Investing in the FTSE 100's biggest banks – 4 key takeaways for investors

The FTSE 100’s largest banks recently reported their first quarter results. Here are our four key takeaways.

Important information - This article isn’t personal advice. If you’re not sure whether an investment is right for you please seek advice. If you choose to invest the value of your investment will rise and fall, so you could get back less than you put in.

Loan defaults are a key risk for banks, and investors and analysts watch them carefully. One key trend we’ve seen play out over the past year or so is remarkable resilience from borrowers in the face of inflation and higher interest rates.

Banks must account for actual and forecast loan losses in their accounts. Charges taken show up as impairments in the income statement and banks will also report default levels separately.

The positive news from first quarter results was that default levels remained low, and impairment charges came in lower than analysts were expecting across the board.

Past performance isn’t a guide to future returns.
Source: Company financial statements (Lloyds, Barclays and NatWest in Sterling, Standard Chartered and HSBC in USD)

This article isn’t personal advice. Investments rise and fall in value, so you could get back less than you invest. If you’re not sure whether an investment is right for you, seek advice.

Higher rates for longer

Higher interest rates tend to be good for banks, as long as it doesn’t push borrowers into trouble.

With borrowers looking strong, the fact interest rates might stay higher than previously thought could act as a tailwind for several banks – especially when we consider where company guidance sits.

A few of the major banks have guidance that’s built in several rate cuts this year, cuts that no longer look as likely. It’s too early for the banks to change their guidance figures.

But if things stay on the current trend, we could see some guidance raises coming over the next few quarters. Our preferred options for this trend are the UK-focused banks, where default levels look particularly robust. Of course there are no guarantees.

The UK economic outlook is improving

Several banks upgraded their UK economic forecasts, and management teams called out the UK’s strength on investor calls, including some of the more global players.

This is one of the reasons we favour UK-focused banks at the moment. The return of wage growth that outpaces inflation, and an improving housing market, are good indicators for the UK.

We heard from management teams that they expect loan growth in the UK to improve over the course of the year, reflecting the improved outlook.
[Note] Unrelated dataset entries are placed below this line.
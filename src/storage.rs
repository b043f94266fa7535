//! Key/value credential storage and its observing wrapper

use std::collections::HashMap;
use std::sync::Arc;

use parking_lot::Mutex;

use crate::capture::AuthEventType;
use crate::capture::mask::is_auth_key;
use crate::monitor::AuthMonitor;

/// Minimal storage contract, modelled on browser `Storage`
pub trait KeyValueStorage: Send + Sync {
    fn get_item(&self, key: &str) -> Option<String>;
    fn set_item(&self, key: &str, value: &str);
    fn remove_item(&self, key: &str);
}

#[derive(Debug, Default)]
pub struct MemoryStorage {
    items: Mutex<HashMap<String, String>>,
}

impl MemoryStorage {
    pub fn new() -> Self {
        Self::default()
    }
}

impl KeyValueStorage for MemoryStorage {
    fn get_item(&self, key: &str) -> Option<String> {
        self.items.lock().get(key).cloned()
    }

    fn set_item(&self, key: &str, value: &str) {
        self.items.lock().insert(key.to_string(), value.to_string());
    }

    fn remove_item(&self, key: &str) {
        self.items.lock().remove(key);
    }
}

/// Reports reads and writes of credential-looking keys to an [`AuthMonitor`].
/// Every call is forwarded unchanged.
pub struct ObservedStorage<S> {
    inner: S,
    name: String,
    monitor: Arc<AuthMonitor>,
}

impl<S: KeyValueStorage> ObservedStorage<S> {
    pub fn new(inner: S, name: &str, monitor: Arc<AuthMonitor>) -> Self {
        Self {
            inner,
            name: name.to_string(),
            monitor,
        }
    }

    pub fn inner(&self) -> &S {
        &self.inner
    }
}

impl<S: KeyValueStorage> KeyValueStorage for ObservedStorage<S> {
    fn get_item(&self, key: &str) -> Option<String> {
        let value = self.inner.get_item(key);
        if is_auth_key(key) {
            self.monitor
                .record_storage(AuthEventType::StorageGet, &self.name, key, value.as_deref());
        }
        value
    }

    fn set_item(&self, key: &str, value: &str) {
        if is_auth_key(key) {
            self.monitor
                .record_storage(AuthEventType::StorageSet, &self.name, key, Some(value));
        }
        self.inner.set_item(key, value);
    }

    fn remove_item(&self, key: &str) {
        if is_auth_key(key) {
            self.monitor
                .record_storage(AuthEventType::StorageRemove, &self.name, key, None);
        }
        self.inner.remove_item(key);
    }
}

#[cfg(test)]
mod tests {
    use super::*;
    use crate::config::ScopeConfig;

    fn observed() -> (ObservedStorage<MemoryStorage>, Arc<AuthMonitor>) {
        let monitor = Arc::new(AuthMonitor::new(&ScopeConfig::default()));
        let storage = ObservedStorage::new(MemoryStorage::new(), "localStorage", monitor.clone());
        (storage, monitor)
    }

    #[test]
    fn test_storage_behaviour_is_unchanged() {
        let (storage, _) = observed();
        storage.set_item("devin_token", "abcdef123456");
        assert_eq!(storage.get_item("devin_token").as_deref(), Some("abcdef123456"));
        assert_eq!(
            storage.inner().get_item("devin_token").as_deref(),
            Some("abcdef123456")
        );

        storage.remove_item("devin_token");
        assert!(storage.get_item("devin_token").is_none());
    }

    #[test]
    fn test_only_auth_keys_recorded() {
        let (storage, monitor) = observed();
        storage.set_item("theme", "dark");
        storage.set_item("AuthToken", "abcdef123456");
        storage.get_item("AuthToken");
        storage.remove_item("AuthToken");

        let events = monitor.get_events();
        let kinds: Vec<AuthEventType> = events.iter().rev().map(|e| e.event_type).collect();
        assert_eq!(
            kinds,
            vec![
                AuthEventType::StorageSet,
                AuthEventType::StorageGet,
                AuthEventType::StorageRemove
            ]
        );
        assert!(events.iter().all(|e| e.storage.as_deref() == Some("localStorage")));
        assert_eq!(events[2].value.as_deref(), Some("abcd...3456"));
        assert!(events[0].value.is_none());
    }
}
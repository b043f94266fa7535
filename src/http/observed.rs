//! Observing decorator around an [`HttpClient`].
//!
//! Two call styles are supported. [`ObservedClient::fetch`] awaits the call
//! inline. [`ObservedClient::open`] + [`PendingCall::send`] dispatch the call
//! onto the runtime and hand back an [`InFlight`] completion handle; a
//! completion listener records the outcome before the caller sees it.
//! Either way the caller receives exactly what the inner client produced.
//!
//! An `ObservedClient` is not itself an [`HttpClient`], so it cannot end up
//! wrapped inside another one. Instrumenting an already observed client goes
//! through [`IntoObserved`] and extends the existing observer list.

use std::sync::Arc;

use chrono::Utc;
use tokio::runtime::Handle;
use tokio::sync::oneshot;

use crate::capture::Transport;
use crate::http::client::HttpClient;
use crate::http::observer::{InterceptedCall, TrafficObserver};
use crate::http::request::{Body, Request};
use crate::http::response::Response;
use crate::http::types::Method;
use crate::{Result, ScopeError};

pub struct ObservedClient<C> {
    inner: Arc<C>,
    domain_filter: String,
    observers: Vec<Arc<dyn TrafficObserver>>,
}

impl<C> Clone for ObservedClient<C> {
    fn clone(&self) -> Self {
        Self {
            inner: self.inner.clone(),
            domain_filter: self.domain_filter.clone(),
            observers: self.observers.clone(),
        }
    }
}

impl<C: HttpClient> ObservedClient<C> {
    pub fn new(inner: C, domain_filter: &str) -> Self {
        Self {
            inner: Arc::new(inner),
            domain_filter: domain_filter.to_lowercase(),
            observers: Vec::new(),
        }
    }

    /// Register `observer`. Registering the same observer twice is a no-op.
    pub fn add_observer(mut self, observer: Arc<dyn TrafficObserver>) -> Self {
        let already = self
            .observers
            .iter()
            .any(|o| Arc::as_ptr(o) as *const () == Arc::as_ptr(&observer) as *const ());
        if already {
            tracing::debug!("Observer already registered, skipping");
        } else {
            self.observers.push(observer);
        }
        self
    }

    pub fn observer_count(&self) -> usize {
        self.observers.len()
    }

    pub fn inner(&self) -> &C {
        &self.inner
    }

    /// Plain substring containment on the host. Matches subdomains and
    /// unrelated hosts that happen to contain the filter.
    pub fn matches(&self, request: &Request) -> bool {
        request.host().to_lowercase().contains(&self.domain_filter)
    }

    /// Await the call inline, recording it when the host matches
    pub async fn fetch(&self, request: Request) -> Result<Response> {
        if !self.matches(&request) {
            return self.inner.execute(request).await;
        }

        let call = InterceptedCall::new(&request, Transport::Fetch);
        self.notify_request(&call);

        let outcome = self.inner.execute(request).await;
        self.notify_outcome(&call, &outcome);
        outcome
    }

    /// Start a dispatched call. Nothing is sent until [`PendingCall::send`].
    pub fn open(&self, method: Method, url: &str) -> Result<PendingCall<C>> {
        Ok(PendingCall {
            client: self.clone(),
            request: Request::new(method.as_str(), url)?,
        })
    }

    fn notify_request(&self, call: &InterceptedCall) {
        tracing::debug!(
            "Intercepted {} {} via {} ({})",
            call.request.method,
            call.request.url,
            call.transport.as_str(),
            call.id
        );
        for observer in &self.observers {
            observer.on_request(call);
        }
    }

    fn notify_outcome(&self, call: &InterceptedCall, outcome: &Result<Response>) {
        let now = Utc::now();
        match outcome {
            Ok(response) => {
                for observer in &self.observers {
                    observer.on_response(call, response, now);
                }
            }
            Err(error) => {
                for observer in &self.observers {
                    observer.on_error(call, error, now);
                }
            }
        }
    }
}

/// Conversion into an [`ObservedClient`].
///
/// A plain client gets a fresh wrapper; an observed client is returned as is,
/// keeping its domain filter and observers.
pub trait IntoObserved {
    type Client: HttpClient;

    fn into_observed(self, domain_filter: &str) -> ObservedClient<Self::Client>;
}

impl<C: HttpClient> IntoObserved for C {
    type Client = C;

    fn into_observed(self, domain_filter: &str) -> ObservedClient<C> {
        ObservedClient::new(self, domain_filter)
    }
}

impl<C: HttpClient> IntoObserved for ObservedClient<C> {
    type Client = C;

    fn into_observed(self, _domain_filter: &str) -> ObservedClient<C> {
        self
    }
}

/// A dispatched call that has been opened but not sent
pub struct PendingCall<C> {
    client: ObservedClient<C>,
    request: Request,
}

impl<C: HttpClient> PendingCall<C> {
    pub fn header(mut self, key: &str, value: &str) -> Result<Self> {
        self.request.insert_header(key, value)?;
        Ok(self)
    }

    /// Dispatch the call onto the current tokio runtime.
    ///
    /// Fails without recording anything when no runtime is running.
    pub fn send(self, body: Option<Body>) -> Result<InFlight> {
        let runtime = Handle::try_current().map_err(|e| ScopeError::Runtime(e.to_string()))?;
        let PendingCall { client, mut request } = self;
        request.body = body;

        let call = client
            .matches(&request)
            .then(|| InterceptedCall::new(&request, Transport::Xhr));
        if let Some(call) = &call {
            client.notify_request(call);
        }
        let id = call.as_ref().map(|c| c.id.clone());

        let (tx, rx) = oneshot::channel();
        runtime.spawn(async move {
            let outcome = client.inner.execute(request).await;
            // load / error listener
            if let Some(call) = &call {
                client.notify_outcome(call, &outcome);
            }
            let _ = tx.send(outcome);
        });

        Ok(InFlight { id, rx })
    }
}

/// Completion handle for a dispatched call
pub struct InFlight {
    id: Option<String>,
    rx: oneshot::Receiver<Result<Response>>,
}

impl InFlight {
    /// Correlation id, `None` when the host was not observed
    pub fn id(&self) -> Option<&str> {
        self.id.as_deref()
    }

    /// Wait for the completion event
    pub async fn wait(self) -> Result<Response> {
        self.rx.await.map_err(|_| {
            ScopeError::NetworkError("dispatched call ended without completing".to_string())
        })?
    }
}
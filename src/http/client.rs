use std::future::Future;
use std::time::{Duration, Instant};

use crate::Result;
use crate::http::request::{Body, Request};
use crate::http::response::Response;

/// Transport seam. Anything that can turn a [`Request`] into a [`Response`].
pub trait HttpClient: Send + Sync + 'static {
    fn execute(&self, request: Request) -> impl Future<Output = Result<Response>> + Send;
}

/// reqwest-backed transport
#[derive(Clone)]
pub struct ReqwestClient {
    inner: reqwest::Client,
}

impl ReqwestClient {
    pub fn new() -> Result<Self> {
        Ok(Self {
            inner: reqwest::Client::builder()
                .timeout(Duration::from_secs(30))
                .build()?,
        })
    }

    pub fn from_client(inner: reqwest::Client) -> Self {
        Self { inner }
    }
}

impl HttpClient for ReqwestClient {
    async fn execute(&self, request: Request) -> Result<Response> {
        let mut req = self
            .inner
            .request(request.method.into(), request.url.as_str())
            .headers(request.headers);

        req = match request.body {
            Some(Body::Text(text)) => req.body(text),
            Some(Body::Json(value)) => req.body(serde_json::to_vec(&value)?),
            Some(Body::Bytes(bytes)) => req.body(bytes),
            None => req,
        };

        let start = Instant::now();
        let response = req.send().await?;

        let status = response.status();
        let headers = response.headers().clone();
        let body = response.text().await?;
        let duration = start.elapsed();

        let reason = status.canonical_reason().unwrap_or("Unknown");
        Ok(Response::new(status.as_u16(), headers, body, duration)?.with_status_text(reason))
    }
}
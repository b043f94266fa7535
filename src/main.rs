mod cli;

use anyhow::Result;
use clap::Parser;
use cli::Cli;

#[tokio::main]
async fn main() -> Result<()> {
    let cli = Cli::parse();
    let config = cli.load_config()?;

    agentscope::logger::init_logger(config.log_level);

    cli::run(cli, config).await
}
pub mod bounded;
pub mod session;

pub use bounded::BoundedStore;
pub use session::{DetailsUpdate, SessionStore};
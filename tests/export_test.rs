use std::fs;

use agentscope::analysis::EndpointCategory;
use agentscope::capture::AuthEventType;
use agentscope::export::{AuthExport, ExportFormat, RequestExport};
use agentscope::http::{ReqwestClient, Request};
use agentscope::storage::{KeyValueStorage, MemoryStorage};
use agentscope::{Scope, ScopeConfig};
use tempfile::TempDir;
use wiremock::matchers::{method, path};
use wiremock::{Mock, MockServer, ResponseTemplate};

fn scope_in(dir: &TempDir) -> Scope {
    let config = ScopeConfig {
        export_dir: dir.path().to_path_buf(),
        ..ScopeConfig::default().with_domain_filter("127.0.0.1")
    };
    Scope::new(config).unwrap()
}

fn files_with_prefix(dir: &TempDir, prefix: &str) -> Vec<std::path::PathBuf> {
    fs::read_dir(dir.path())
        .unwrap()
        .map(|entry| entry.unwrap().path())
        .filter(|p| {
            p.file_name()
                .and_then(|n| n.to_str())
                .is_some_and(|n| n.starts_with(prefix))
        })
        .collect()
}

#[tokio::test]
async fn test_request_export_files() {
    let mock_server = MockServer::start().await;
    Mock::given(method("GET"))
        .and(path("/v1/secrets"))
        .respond_with(ResponseTemplate::new(500).set_body_string("boom"))
        .mount(&mock_server)
        .await;

    let temp_dir = TempDir::new().unwrap();
    let scope = scope_in(&temp_dir);
    let client = scope.instrument(ReqwestClient::new().unwrap());
    client
        .fetch(Request::get(&format!("{}/v1/secrets?page=2", mock_server.uri())).unwrap())
        .await
        .unwrap();

    let document = scope.api().export(ExportFormat::Json);
    assert_eq!(document.summary.total, 1);
    assert_eq!(document.summary.by_endpoint[&EndpointCategory::SecretsList], 1);

    let written = files_with_prefix(&temp_dir, "agent-requests");
    assert_eq!(written.len(), 1);
    assert!(written[0].extension().is_some_and(|e| e == "json"));

    let loaded: RequestExport =
        serde_json::from_str(&fs::read_to_string(&written[0]).unwrap()).unwrap();
    assert_eq!(loaded.requests[0].response.as_ref().unwrap().status, 500);
    assert_eq!(loaded.summary.by_status_code[&500], 1);

    scope.api().export(ExportFormat::Csv);
    let csv = files_with_prefix(&temp_dir, "agent-requests")
        .into_iter()
        .find(|p| p.extension().is_some_and(|e| e == "csv"))
        .unwrap();
    let content = fs::read_to_string(csv).unwrap();
    let mut lines = content.lines();
    assert_eq!(
        lines.next(),
        Some("id,method,url,endpoint,status,duration_ms,timestamp,error")
    );
    assert!(lines.next().unwrap().contains(",GET,"));
}

#[tokio::test]
async fn test_auth_export_with_storage() {
    let temp_dir = TempDir::new().unwrap();
    let scope = scope_in(&temp_dir);
    let storage = scope.instrument_storage(MemoryStorage::default(), "localStorage");

    storage.set_item("devin_token", "tok_abcdefghijkl");
    storage.set_item("theme", "dark");
    assert_eq!(storage.get_item("devin_token").as_deref(), Some("tok_abcdefghijkl"));
    storage.remove_item("devin_token");

    let document = scope.auth().export();
    assert_eq!(document.summary.total, 3);
    assert_eq!(document.events[0].event_type, AuthEventType::StorageRemove);
    assert_eq!(document.events[2].value.as_deref(), Some("tok_...ijkl"));

    let written = files_with_prefix(&temp_dir, "agent-auth");
    assert_eq!(written.len(), 1);
    let loaded: AuthExport =
        serde_json::from_str(&fs::read_to_string(&written[0]).unwrap()).unwrap();
    assert_eq!(loaded.events.len(), 3);
}

#[test]
fn test_export_to_missing_directory_is_not_fatal() {
    let config = ScopeConfig {
        export_dir: "/nonexistent/agentscope/exports".into(),
        ..ScopeConfig::default()
    };
    let scope = Scope::new(config).unwrap();
    let document = scope.sessions().export();
    assert_eq!(document.summary.total, 0);
}
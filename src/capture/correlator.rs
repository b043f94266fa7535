use chrono::Utc;
use rand::Rng;

use crate::capture::model::{CapturedRequest, CapturedResponse};
use crate::store::BoundedStore;

const ID_SUFFIX_LEN: usize = 5;
const BASE36: &[u8; 36] = b"0123456789abcdefghijklmnopqrstuvwxyz";

fn to_base36(mut n: u64) -> String {
    if n == 0 {
        return "0".to_string();
    }
    let mut digits = Vec::new();
    while n > 0 {
        digits.push(BASE36[(n % 36) as usize]);
        n /= 36;
    }
    digits.reverse();
    String::from_utf8_lossy(&digits).into_owned()
}

/// Correlation id: base-36 epoch millis plus a short random suffix.
///
/// Unique enough for one process's in-memory stores, not for persisted or
/// distributed use.
pub fn generate_id() -> String {
    let millis = Utc::now().timestamp_millis().max(0) as u64;
    let mut rng = rand::rng();
    let suffix: String = (0..ID_SUFFIX_LEN)
        .map(|_| BASE36[rng.random_range(0..BASE36.len())] as char)
        .collect();
    format!("{}_{}", to_base36(millis), suffix)
}

/// Attach a response to the request sharing its id.
///
/// Returns `false` when the request is gone (evicted or never stored) or
/// already settled; the response is dropped in both cases.
pub fn attach_response(
    store: &mut BoundedStore<CapturedRequest>,
    id: &str,
    response: CapturedResponse,
) -> bool {
    match store.find_by_id_mut(id) {
        Some(request) if !request.is_settled() => {
            request.response = Some(response);
            true
        }
        Some(_) => {
            tracing::debug!("Request {} already settled, ignoring response", id);
            false
        }
        None => {
            tracing::debug!("No stored request for {}, dropping response", id);
            false
        }
    }
}

/// Attach an error outcome. Same miss semantics as [`attach_response`].
pub fn attach_error(store: &mut BoundedStore<CapturedRequest>, id: &str, error: String) -> bool {
    match store.find_by_id_mut(id) {
        Some(request) if !request.is_settled() => {
            request.error = Some(error);
            true
        }
        Some(_) => {
            tracing::debug!("Request {} already settled, ignoring error", id);
            false
        }
        None => {
            tracing::debug!("No stored request for {}, dropping error", id);
            false
        }
    }
}
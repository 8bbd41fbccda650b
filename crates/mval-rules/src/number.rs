//! # Number Rules
//!
//! Ordering checks for any primitive numeric member. Bounds are carried as
//! [`Number`] arguments, so `{min|precision=2}` works in custom messages.

use mval_core::{Arg, Error, Number};
use mval_engine::MemberSpec;

use crate::messages;

/// Ordering checks on a numeric member.
pub trait NumberRules {
    /// The member's numeric type.
    type Value;

    /// Strictly greater than `min`.
    fn greater_than(&mut self, min: Self::Value) -> &mut Self;

    /// Greater than or equal to `min`.
    fn greater_than_or_equal(&mut self, min: Self::Value) -> &mut Self;

    /// Strictly less than `max`.
    fn less_than(&mut self, max: Self::Value) -> &mut Self;

    /// Less than or equal to `max`.
    fn less_than_or_equal(&mut self, max: Self::Value) -> &mut Self;

    /// Within `min..=max`.
    fn between(&mut self, min: Self::Value, max: Self::Value) -> &mut Self;

    /// Strictly greater than zero. `NaN` fails.
    fn positive(&mut self) -> &mut Self;
}

impl<M, T> NumberRules for MemberSpec<M, T>
where
    M: 'static,
    T: Copy + PartialOrd + Default + Into<Number> + Send + Sync + 'static,
{
    type Value = T;

    fn greater_than(&mut self, min: T) -> &mut Self {
        self.rule_with_error(
            move |v: &T| *v > min,
            Error::with_args(messages::GREATER_THAN, vec![Arg::number("min", min)]),
        )
    }

    fn greater_than_or_equal(&mut self, min: T) -> &mut Self {
        self.rule_with_error(
            move |v: &T| *v >= min,
            Error::with_args(
                messages::GREATER_THAN_OR_EQUAL,
                vec![Arg::number("min", min)],
            ),
        )
    }

    fn less_than(&mut self, max: T) -> &mut Self {
        self.rule_with_error(
            move |v: &T| *v < max,
            Error::with_args(messages::LESS_THAN, vec![Arg::number("max", max)]),
        )
    }

    fn less_than_or_equal(&mut self, max: T) -> &mut Self {
        self.rule_with_error(
            move |v: &T| *v <= max,
            Error::with_args(messages::LESS_THAN_OR_EQUAL, vec![Arg::number("max", max)]),
        )
    }

    fn between(&mut self, min: T, max: T) -> &mut Self {
        self.rule_with_error(
            move |v: &T| *v >= min && *v <= max,
            Error::with_args(
                messages::BETWEEN,
                vec![Arg::number("min", min), Arg::number("max", max)],
            ),
        )
    }

    fn positive(&mut self) -> &mut Self {
        self.rule_with_error(|v: &T| *v > T::default(), Error::new(messages::POSITIVE))
    }
}

#[cfg(test)]
mod tests {
    use super::*;
    use mval_core::{ErrorsCollection, ExecutionOptions};
    use mval_engine::{compile, specification, ModelSpec};

    struct Order {
        quantity: i32,
        discount: f64,
    }

    fn validate(order: &Order) -> ErrorsCollection {
        let validator = compile(&specification(|s: &mut ModelSpec<Order>| {
            s.member("quantity", |o| &o.quantity, |m| {
                m.positive().less_than_or_equal(100);
            });
            s.member("discount", |o| &o.discount, |m| {
                m.between(0.0, 0.5);
            });
        }))
        .unwrap();
        validator.validate(order, &ExecutionOptions::default()).unwrap()
    }

    fn messages_at(result: &ErrorsCollection, member: &str) -> Vec<String> {
        result
            .member(member)
            .map(|node| node.errors().iter().map(|e| e.render().unwrap()).collect())
            .unwrap_or_default()
    }

    #[test]
    fn test_valid_order_passes() {
        let result = validate(&Order {
            quantity: 10,
            discount: 0.25,
        });
        assert!(result.is_empty());
    }

    #[test]
    fn test_bounds_are_rendered() {
        let result = validate(&Order {
            quantity: 250,
            discount: 0.75,
        });
        assert_eq!(
            messages_at(&result, "quantity"),
            vec!["Must be less than or equal to 100".to_string()]
        );
        assert_eq!(
            messages_at(&result, "discount"),
            vec!["Must be between 0 and 0.5 (inclusive)".to_string()]
        );
    }

    #[test]
    fn test_positive_rejects_zero() {
        let result = validate(&Order {
            quantity: 0,
            discount: 0.0,
        });
        assert_eq!(
            messages_at(&result, "quantity"),
            vec![messages::POSITIVE.to_string()]
        );
        assert!(result.member("discount").is_none());
    }

    #[test]
    fn test_nan_is_outside_every_range() {
        let result = validate(&Order {
            quantity: 1,
            discount: f64::NAN,
        });
        assert_eq!(result.member("discount").unwrap().errors().len(), 1);
    }

    #[test]
    fn test_strict_and_inclusive_edges() {
        struct Reading {
            value: u8,
        }
        let validator = compile(&specification(|s: &mut ModelSpec<Reading>| {
            s.member("value", |r| &r.value, |m| {
                m.greater_than(10).greater_than_or_equal(10).less_than(10);
            });
        }))
        .unwrap();
        let result = validator
            .validate(&Reading { value: 10 }, &ExecutionOptions::default())
            .unwrap();
        assert_eq!(
            messages_at(&result, "value"),
            vec![
                "Must be greater than 10".to_string(),
                "Must be less than 10".to_string(),
            ]
        );
    }

    #[test]
    fn test_precision_parameter_formats_bound() {
        let error = Error::with_args(messages::GREATER_THAN, vec![Arg::number("min", 2.5f64)]);
        assert_eq!(
            error.render_as("Above {min|precision=2}").unwrap(),
            "Above 2.50"
        );
    }
}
That would be good news for banks and applies to both secured (e.g. mortgages) and unsecured loans.

Capital levels are strong

One of the key factors for this cycle is the banks are sitting on strong capital levels (CET1 ratios).

This is important as capital allows banks to absorb shocks, acts as a foundation for growing the loan book and offers scope for shareholder returns.

Past performance isn’t a guide to future returns.
Source: Refinitiv Eikon, 08/05/24.

As a reference point, the average minimum CET1 ratio used by the Bank of England in their latest stress test was 6.9%. Most banks have an internal target well in excess of that, 13-14% is fairly common.

When we look at the UK listed banks, we think the potential for shareholders returns should be seen as a key attraction.

A good run so far in 2024 means yields have come down a touch. But as well as giving scope for dividends, strong capital positions mean analysts are expecting buybacks on top. Remember, yields are variable and no dividends or shareholder returns are guaranteed.

Investing in an individual company isn’t right for everyone because if that company fails, you could lose your whole investment. If you cannot afford this, investing in a single company might not be right for you. You should make sure you understand the companies you’re investing in and their specific risks. You should also make sure any shares you own are part of a diversified portfolio.

Where do we stand on the sector?

We see value in UK-listed banks, specifically those with a UK focus. Valuations look attractive, and banks are still yet to fully realise the benefits of the higher-rate environment.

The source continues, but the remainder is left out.